● Stored items
.....

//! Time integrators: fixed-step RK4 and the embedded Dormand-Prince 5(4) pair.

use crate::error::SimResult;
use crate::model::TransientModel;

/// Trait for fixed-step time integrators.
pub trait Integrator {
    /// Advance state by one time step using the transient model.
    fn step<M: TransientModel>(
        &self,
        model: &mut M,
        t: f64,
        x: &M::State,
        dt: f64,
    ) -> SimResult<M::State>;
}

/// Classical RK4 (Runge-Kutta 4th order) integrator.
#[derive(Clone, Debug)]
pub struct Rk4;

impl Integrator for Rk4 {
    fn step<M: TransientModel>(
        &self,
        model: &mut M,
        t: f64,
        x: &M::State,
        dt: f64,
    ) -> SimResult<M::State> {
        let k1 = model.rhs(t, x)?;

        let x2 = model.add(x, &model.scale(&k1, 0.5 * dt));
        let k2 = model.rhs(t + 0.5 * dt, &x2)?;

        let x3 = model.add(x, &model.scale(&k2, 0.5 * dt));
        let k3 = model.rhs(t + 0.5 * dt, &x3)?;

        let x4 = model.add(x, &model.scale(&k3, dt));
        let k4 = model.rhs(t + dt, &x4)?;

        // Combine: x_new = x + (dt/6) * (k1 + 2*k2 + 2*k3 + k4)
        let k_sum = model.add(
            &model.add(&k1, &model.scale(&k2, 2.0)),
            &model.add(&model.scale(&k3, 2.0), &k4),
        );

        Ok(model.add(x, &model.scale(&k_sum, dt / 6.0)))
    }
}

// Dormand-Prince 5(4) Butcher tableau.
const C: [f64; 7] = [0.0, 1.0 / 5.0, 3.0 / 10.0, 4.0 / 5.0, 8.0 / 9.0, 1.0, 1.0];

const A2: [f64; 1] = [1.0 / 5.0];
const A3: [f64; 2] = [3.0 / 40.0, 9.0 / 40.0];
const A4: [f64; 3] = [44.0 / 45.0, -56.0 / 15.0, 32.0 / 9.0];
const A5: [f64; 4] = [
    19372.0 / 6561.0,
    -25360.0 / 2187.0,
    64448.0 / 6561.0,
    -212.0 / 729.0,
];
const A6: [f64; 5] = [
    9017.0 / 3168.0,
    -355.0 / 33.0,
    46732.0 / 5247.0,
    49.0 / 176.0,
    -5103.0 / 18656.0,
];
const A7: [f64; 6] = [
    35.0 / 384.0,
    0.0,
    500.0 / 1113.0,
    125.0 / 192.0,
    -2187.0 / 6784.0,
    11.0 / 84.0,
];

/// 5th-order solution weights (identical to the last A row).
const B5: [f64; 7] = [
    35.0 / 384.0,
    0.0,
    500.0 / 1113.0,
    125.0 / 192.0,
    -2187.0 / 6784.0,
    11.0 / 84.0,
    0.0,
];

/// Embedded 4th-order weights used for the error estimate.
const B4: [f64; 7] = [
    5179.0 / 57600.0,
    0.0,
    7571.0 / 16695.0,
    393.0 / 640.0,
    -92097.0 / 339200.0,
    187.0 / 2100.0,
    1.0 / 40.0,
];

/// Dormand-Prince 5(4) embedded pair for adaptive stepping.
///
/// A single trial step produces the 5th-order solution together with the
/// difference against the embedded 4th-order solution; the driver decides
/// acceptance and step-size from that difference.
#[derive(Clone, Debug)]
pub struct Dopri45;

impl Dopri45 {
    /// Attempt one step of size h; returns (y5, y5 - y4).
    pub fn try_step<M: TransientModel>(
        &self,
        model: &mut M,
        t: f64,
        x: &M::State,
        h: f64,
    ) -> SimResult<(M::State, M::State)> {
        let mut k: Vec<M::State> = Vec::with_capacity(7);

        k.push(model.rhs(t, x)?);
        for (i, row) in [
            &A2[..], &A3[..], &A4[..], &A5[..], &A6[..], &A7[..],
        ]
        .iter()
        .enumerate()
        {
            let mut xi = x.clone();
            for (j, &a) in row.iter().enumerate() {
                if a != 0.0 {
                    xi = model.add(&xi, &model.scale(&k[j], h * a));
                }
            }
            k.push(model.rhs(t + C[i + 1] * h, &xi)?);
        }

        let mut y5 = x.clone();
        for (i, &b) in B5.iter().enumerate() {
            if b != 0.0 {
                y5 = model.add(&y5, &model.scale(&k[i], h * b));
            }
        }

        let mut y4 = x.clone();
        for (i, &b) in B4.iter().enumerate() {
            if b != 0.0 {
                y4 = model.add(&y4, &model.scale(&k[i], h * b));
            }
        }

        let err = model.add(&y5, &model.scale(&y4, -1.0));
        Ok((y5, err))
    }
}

.....

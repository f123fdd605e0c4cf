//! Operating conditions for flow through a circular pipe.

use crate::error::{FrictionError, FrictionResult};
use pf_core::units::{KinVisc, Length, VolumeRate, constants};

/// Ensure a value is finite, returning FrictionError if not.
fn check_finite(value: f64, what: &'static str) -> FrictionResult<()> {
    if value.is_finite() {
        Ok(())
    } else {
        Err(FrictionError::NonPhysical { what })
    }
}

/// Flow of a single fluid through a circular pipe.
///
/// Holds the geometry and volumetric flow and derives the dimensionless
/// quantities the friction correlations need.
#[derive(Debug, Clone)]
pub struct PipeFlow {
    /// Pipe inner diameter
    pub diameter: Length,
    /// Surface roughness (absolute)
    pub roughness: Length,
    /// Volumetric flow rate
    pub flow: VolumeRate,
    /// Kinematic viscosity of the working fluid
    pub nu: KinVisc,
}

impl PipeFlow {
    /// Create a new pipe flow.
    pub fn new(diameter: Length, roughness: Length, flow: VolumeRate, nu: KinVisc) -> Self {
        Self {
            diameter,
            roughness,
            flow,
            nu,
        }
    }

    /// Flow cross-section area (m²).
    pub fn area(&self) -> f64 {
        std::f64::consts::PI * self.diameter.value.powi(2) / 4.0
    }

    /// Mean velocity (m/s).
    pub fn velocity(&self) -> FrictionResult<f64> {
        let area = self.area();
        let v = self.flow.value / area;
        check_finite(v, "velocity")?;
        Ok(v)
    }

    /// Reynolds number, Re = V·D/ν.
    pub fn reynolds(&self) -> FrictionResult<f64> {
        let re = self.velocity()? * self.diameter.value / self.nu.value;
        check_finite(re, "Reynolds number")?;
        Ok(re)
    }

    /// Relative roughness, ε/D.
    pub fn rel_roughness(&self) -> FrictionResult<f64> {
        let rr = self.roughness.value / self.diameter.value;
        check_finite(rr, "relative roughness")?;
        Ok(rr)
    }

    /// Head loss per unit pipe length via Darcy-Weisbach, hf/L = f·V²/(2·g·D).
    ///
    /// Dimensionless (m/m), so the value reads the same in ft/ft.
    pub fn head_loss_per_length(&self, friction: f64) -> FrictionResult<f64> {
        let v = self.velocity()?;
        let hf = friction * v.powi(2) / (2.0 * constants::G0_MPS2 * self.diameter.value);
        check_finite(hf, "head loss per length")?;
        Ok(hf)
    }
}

.....

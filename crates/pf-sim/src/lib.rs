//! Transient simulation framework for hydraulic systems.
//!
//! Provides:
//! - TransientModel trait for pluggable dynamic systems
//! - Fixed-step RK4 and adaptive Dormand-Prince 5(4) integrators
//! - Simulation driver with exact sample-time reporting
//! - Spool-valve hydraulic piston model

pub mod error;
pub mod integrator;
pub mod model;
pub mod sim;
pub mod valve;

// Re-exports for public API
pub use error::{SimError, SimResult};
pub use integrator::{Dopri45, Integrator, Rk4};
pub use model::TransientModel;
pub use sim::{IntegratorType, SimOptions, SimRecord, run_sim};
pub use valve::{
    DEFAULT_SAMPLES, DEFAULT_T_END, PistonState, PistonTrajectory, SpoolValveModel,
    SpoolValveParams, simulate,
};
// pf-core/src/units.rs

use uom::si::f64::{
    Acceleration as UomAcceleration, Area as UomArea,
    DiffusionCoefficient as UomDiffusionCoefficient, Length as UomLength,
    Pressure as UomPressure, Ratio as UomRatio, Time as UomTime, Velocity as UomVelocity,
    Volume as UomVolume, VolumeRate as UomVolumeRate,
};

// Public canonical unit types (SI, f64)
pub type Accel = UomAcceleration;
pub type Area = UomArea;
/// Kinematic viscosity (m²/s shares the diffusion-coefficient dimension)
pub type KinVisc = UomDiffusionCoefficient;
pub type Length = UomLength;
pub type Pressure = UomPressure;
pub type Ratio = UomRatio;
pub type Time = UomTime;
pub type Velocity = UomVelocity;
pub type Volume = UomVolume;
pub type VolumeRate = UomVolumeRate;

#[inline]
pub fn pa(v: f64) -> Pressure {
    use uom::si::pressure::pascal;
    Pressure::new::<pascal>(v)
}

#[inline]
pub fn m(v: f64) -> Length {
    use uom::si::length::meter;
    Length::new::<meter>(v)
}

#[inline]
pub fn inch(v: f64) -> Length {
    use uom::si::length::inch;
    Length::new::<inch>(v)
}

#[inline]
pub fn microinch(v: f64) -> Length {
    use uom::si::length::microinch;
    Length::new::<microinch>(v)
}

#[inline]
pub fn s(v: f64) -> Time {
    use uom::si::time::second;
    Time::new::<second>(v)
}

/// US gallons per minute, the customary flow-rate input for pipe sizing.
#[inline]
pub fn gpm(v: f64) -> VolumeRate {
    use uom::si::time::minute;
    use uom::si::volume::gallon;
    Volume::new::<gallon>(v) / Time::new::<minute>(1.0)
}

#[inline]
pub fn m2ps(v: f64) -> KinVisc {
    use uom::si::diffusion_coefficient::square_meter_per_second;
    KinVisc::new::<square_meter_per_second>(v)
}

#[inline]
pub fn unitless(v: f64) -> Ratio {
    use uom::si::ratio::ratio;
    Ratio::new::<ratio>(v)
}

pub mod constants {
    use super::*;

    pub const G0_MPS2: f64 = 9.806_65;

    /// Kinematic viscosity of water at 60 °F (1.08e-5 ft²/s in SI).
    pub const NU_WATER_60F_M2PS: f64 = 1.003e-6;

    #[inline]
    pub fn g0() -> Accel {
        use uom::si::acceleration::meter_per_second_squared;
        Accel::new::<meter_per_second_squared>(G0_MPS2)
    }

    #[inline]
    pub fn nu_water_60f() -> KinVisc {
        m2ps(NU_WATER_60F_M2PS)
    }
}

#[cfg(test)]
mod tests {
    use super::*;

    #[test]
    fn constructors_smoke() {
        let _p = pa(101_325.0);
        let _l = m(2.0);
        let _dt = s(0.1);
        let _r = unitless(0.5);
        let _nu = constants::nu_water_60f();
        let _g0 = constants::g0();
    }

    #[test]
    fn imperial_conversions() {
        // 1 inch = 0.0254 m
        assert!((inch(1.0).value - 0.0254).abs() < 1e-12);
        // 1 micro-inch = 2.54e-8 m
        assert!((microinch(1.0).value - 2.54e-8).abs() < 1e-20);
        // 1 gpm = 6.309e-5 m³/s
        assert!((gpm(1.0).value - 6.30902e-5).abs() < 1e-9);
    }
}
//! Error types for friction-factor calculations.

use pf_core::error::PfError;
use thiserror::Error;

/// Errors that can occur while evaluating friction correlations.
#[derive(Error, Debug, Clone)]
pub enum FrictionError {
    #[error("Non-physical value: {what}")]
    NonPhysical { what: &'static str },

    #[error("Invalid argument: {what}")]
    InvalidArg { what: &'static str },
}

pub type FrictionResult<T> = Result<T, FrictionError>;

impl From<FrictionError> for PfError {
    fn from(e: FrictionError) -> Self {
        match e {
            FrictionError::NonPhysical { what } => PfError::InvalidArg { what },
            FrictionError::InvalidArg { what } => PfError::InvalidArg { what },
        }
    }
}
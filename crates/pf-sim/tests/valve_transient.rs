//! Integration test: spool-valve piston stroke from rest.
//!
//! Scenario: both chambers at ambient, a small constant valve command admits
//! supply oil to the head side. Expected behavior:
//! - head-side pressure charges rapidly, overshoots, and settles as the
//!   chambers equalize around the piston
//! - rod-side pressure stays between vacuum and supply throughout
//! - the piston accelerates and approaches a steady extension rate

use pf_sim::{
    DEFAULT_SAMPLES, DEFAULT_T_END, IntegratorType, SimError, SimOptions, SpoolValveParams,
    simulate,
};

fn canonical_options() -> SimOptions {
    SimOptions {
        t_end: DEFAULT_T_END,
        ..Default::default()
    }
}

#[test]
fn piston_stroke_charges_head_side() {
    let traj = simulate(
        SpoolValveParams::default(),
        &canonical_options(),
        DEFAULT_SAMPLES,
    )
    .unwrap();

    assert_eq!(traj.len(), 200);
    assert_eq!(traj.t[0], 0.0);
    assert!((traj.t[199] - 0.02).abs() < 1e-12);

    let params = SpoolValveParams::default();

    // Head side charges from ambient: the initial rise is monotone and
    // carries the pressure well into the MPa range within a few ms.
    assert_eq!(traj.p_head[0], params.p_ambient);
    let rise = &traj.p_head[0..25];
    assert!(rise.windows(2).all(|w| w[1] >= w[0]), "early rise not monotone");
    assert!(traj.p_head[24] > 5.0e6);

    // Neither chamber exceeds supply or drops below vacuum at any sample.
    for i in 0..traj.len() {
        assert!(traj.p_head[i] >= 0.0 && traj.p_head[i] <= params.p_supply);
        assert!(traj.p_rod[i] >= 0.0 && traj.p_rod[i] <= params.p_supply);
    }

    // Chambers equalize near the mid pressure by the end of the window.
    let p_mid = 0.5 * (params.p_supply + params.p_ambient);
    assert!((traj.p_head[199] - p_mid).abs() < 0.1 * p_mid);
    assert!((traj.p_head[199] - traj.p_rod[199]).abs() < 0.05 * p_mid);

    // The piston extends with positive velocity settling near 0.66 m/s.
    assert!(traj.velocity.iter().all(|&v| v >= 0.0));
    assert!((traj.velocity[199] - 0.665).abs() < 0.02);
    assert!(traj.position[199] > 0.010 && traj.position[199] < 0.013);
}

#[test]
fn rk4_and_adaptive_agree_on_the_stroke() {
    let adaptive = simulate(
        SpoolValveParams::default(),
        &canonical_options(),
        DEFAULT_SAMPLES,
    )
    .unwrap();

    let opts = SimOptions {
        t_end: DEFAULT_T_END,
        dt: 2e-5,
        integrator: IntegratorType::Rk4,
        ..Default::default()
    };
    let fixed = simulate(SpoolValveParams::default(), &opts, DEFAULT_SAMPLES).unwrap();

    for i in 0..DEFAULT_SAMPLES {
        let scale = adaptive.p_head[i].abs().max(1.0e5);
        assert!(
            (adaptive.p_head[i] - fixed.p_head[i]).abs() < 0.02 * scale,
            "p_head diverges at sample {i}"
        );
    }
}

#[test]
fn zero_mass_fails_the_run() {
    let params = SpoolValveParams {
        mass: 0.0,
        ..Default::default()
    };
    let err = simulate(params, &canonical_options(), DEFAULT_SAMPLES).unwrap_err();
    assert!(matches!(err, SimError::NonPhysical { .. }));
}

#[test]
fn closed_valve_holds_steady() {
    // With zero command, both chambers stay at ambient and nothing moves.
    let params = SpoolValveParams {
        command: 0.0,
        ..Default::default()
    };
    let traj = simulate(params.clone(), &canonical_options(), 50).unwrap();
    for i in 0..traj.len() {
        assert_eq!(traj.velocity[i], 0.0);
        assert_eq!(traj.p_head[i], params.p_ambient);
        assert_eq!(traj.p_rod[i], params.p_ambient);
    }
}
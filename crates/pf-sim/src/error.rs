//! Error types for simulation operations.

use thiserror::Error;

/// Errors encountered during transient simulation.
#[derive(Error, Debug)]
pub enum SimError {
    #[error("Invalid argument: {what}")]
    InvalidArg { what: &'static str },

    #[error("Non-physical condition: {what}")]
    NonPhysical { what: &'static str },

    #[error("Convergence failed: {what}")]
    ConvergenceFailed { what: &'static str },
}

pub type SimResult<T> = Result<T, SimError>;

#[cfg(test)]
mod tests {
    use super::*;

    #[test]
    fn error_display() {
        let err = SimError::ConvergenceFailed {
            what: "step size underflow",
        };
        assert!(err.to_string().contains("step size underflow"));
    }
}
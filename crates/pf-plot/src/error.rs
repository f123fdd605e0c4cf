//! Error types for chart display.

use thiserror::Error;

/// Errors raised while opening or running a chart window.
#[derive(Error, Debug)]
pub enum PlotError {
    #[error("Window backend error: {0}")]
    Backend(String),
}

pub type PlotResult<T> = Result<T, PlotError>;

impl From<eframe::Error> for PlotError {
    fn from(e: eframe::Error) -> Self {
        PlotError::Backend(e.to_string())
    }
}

.....

● WORK ORDER
Scan the records above and report every line with the string "diameter".

● OUTPUT BELOW
    /// Pipe inner diameter
    pub diameter: Length,
    pub fn new(diameter: Length, roughness: Length, flow: VolumeRate, nu: KinVisc) -> Self {
            diameter,
        std::f64::consts::PI * self.diameter.value.powi(2) / 4.0
        let re = self.velocity()? * self.diameter.value / self.nu.value;
        let rr = self.roughness.value / self.diameter.value;
        let hf = friction * v.powi(2) / (2.0 * constants::G0_MPS2 * self.diameter.value);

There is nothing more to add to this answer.